> **Assignment**
Search the entries for the word "page". Copy each line in which it is found.

[Collection entries]
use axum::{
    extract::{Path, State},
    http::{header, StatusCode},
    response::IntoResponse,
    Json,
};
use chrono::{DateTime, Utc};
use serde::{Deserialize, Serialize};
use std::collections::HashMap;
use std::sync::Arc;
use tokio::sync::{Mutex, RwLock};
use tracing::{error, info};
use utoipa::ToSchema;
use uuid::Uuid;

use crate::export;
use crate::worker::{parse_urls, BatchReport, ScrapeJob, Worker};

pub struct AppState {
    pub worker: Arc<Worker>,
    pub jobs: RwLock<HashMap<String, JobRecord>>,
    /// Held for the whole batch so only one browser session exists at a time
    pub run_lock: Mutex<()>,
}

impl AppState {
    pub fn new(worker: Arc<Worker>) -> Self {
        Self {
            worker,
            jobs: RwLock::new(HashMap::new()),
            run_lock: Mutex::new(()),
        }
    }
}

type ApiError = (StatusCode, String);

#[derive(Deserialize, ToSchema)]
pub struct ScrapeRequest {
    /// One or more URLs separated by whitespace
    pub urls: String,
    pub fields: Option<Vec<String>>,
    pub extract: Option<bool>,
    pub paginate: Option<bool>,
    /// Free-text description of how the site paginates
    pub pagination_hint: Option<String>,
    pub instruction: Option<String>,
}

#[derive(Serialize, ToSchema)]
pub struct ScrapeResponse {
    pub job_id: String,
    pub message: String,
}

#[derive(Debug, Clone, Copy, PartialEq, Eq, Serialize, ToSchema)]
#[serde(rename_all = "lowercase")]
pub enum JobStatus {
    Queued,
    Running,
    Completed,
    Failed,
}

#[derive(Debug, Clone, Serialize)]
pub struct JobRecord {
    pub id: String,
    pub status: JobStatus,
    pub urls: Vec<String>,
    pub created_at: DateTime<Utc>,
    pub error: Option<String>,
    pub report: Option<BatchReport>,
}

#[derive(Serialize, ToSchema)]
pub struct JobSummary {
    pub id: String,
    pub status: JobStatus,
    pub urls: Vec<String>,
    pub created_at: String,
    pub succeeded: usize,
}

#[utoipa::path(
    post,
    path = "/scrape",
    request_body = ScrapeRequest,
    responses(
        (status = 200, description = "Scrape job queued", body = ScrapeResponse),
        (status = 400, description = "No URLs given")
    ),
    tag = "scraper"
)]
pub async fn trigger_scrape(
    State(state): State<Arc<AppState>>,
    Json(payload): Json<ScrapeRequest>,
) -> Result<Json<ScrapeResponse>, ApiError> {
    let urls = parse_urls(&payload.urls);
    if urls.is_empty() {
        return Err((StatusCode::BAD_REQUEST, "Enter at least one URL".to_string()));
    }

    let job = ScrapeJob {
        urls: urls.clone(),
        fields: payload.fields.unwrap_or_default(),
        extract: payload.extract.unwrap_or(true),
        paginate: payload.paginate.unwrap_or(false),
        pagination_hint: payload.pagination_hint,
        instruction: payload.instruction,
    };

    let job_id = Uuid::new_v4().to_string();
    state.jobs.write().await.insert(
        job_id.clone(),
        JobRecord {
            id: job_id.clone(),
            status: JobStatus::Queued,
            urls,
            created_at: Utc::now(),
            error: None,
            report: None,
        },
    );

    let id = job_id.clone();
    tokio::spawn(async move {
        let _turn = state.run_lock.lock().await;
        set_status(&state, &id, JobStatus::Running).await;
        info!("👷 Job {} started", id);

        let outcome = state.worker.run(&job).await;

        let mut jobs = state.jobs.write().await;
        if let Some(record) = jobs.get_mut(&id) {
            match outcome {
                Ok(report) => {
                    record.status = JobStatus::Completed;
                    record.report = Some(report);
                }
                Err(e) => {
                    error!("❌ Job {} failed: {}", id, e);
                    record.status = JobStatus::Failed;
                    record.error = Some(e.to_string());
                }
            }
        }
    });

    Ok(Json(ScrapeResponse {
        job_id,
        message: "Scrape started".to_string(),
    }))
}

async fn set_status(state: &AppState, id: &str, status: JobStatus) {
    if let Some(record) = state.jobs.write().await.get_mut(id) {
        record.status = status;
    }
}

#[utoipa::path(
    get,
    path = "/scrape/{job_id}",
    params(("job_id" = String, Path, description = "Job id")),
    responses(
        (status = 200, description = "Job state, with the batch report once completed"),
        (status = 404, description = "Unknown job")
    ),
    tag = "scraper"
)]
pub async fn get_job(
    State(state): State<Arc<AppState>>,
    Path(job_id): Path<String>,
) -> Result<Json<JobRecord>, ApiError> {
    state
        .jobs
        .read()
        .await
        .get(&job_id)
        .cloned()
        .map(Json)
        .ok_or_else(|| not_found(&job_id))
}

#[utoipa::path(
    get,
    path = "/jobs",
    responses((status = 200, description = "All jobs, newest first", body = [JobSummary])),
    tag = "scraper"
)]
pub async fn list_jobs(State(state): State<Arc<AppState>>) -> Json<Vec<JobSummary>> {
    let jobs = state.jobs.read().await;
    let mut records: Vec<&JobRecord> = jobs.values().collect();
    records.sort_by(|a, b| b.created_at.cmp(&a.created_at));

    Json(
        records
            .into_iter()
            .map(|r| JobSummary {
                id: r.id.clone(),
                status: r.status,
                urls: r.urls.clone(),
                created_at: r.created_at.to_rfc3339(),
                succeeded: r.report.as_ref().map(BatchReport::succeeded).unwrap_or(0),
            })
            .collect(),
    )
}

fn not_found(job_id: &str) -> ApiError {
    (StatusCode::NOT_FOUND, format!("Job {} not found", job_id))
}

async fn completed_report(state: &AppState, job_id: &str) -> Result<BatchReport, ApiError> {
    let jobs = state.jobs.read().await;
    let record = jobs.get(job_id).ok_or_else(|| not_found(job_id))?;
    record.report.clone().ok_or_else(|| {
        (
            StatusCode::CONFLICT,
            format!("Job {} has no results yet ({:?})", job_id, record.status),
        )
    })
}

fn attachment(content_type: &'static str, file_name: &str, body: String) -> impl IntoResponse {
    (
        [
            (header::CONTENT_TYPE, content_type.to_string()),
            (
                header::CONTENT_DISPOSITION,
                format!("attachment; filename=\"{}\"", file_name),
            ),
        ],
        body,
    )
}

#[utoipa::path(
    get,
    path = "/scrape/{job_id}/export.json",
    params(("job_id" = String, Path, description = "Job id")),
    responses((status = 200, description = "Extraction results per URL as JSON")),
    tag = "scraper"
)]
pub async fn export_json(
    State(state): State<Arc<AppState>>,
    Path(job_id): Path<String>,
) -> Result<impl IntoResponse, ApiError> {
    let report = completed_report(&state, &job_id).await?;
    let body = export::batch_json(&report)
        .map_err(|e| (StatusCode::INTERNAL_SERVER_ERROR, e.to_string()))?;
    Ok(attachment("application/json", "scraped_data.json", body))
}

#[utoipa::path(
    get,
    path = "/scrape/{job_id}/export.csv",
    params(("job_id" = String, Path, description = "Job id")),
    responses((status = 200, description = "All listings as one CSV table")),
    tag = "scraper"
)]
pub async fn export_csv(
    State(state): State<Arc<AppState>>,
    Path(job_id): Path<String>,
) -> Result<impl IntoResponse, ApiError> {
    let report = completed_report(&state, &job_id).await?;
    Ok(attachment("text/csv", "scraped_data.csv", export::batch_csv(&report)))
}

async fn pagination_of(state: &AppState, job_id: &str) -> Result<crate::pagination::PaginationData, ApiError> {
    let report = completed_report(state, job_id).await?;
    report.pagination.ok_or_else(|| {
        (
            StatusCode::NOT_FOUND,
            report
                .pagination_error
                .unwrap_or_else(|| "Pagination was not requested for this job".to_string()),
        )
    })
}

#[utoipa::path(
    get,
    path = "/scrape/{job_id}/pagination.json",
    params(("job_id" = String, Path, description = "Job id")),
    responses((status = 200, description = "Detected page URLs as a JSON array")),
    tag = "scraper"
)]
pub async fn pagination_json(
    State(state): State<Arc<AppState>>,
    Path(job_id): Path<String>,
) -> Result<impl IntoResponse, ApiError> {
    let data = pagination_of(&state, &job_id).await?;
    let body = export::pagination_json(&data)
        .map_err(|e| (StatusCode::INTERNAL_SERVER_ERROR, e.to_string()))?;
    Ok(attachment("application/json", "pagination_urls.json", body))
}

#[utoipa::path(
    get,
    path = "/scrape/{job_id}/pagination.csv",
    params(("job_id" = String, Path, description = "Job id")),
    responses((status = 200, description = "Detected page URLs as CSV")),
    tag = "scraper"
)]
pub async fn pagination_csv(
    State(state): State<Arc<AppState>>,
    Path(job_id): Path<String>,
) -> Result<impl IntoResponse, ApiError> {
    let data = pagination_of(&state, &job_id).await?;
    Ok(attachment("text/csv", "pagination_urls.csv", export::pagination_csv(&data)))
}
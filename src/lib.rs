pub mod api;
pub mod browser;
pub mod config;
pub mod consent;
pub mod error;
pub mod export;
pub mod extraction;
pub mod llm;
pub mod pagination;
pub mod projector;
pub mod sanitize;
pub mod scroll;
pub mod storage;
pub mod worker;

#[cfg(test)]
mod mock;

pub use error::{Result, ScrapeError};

> **Output of the task**
    responses((status = 200, description = "Detected page URLs as a JSON array")),
    responses((status = 200, description = "Detected page URLs as CSV")),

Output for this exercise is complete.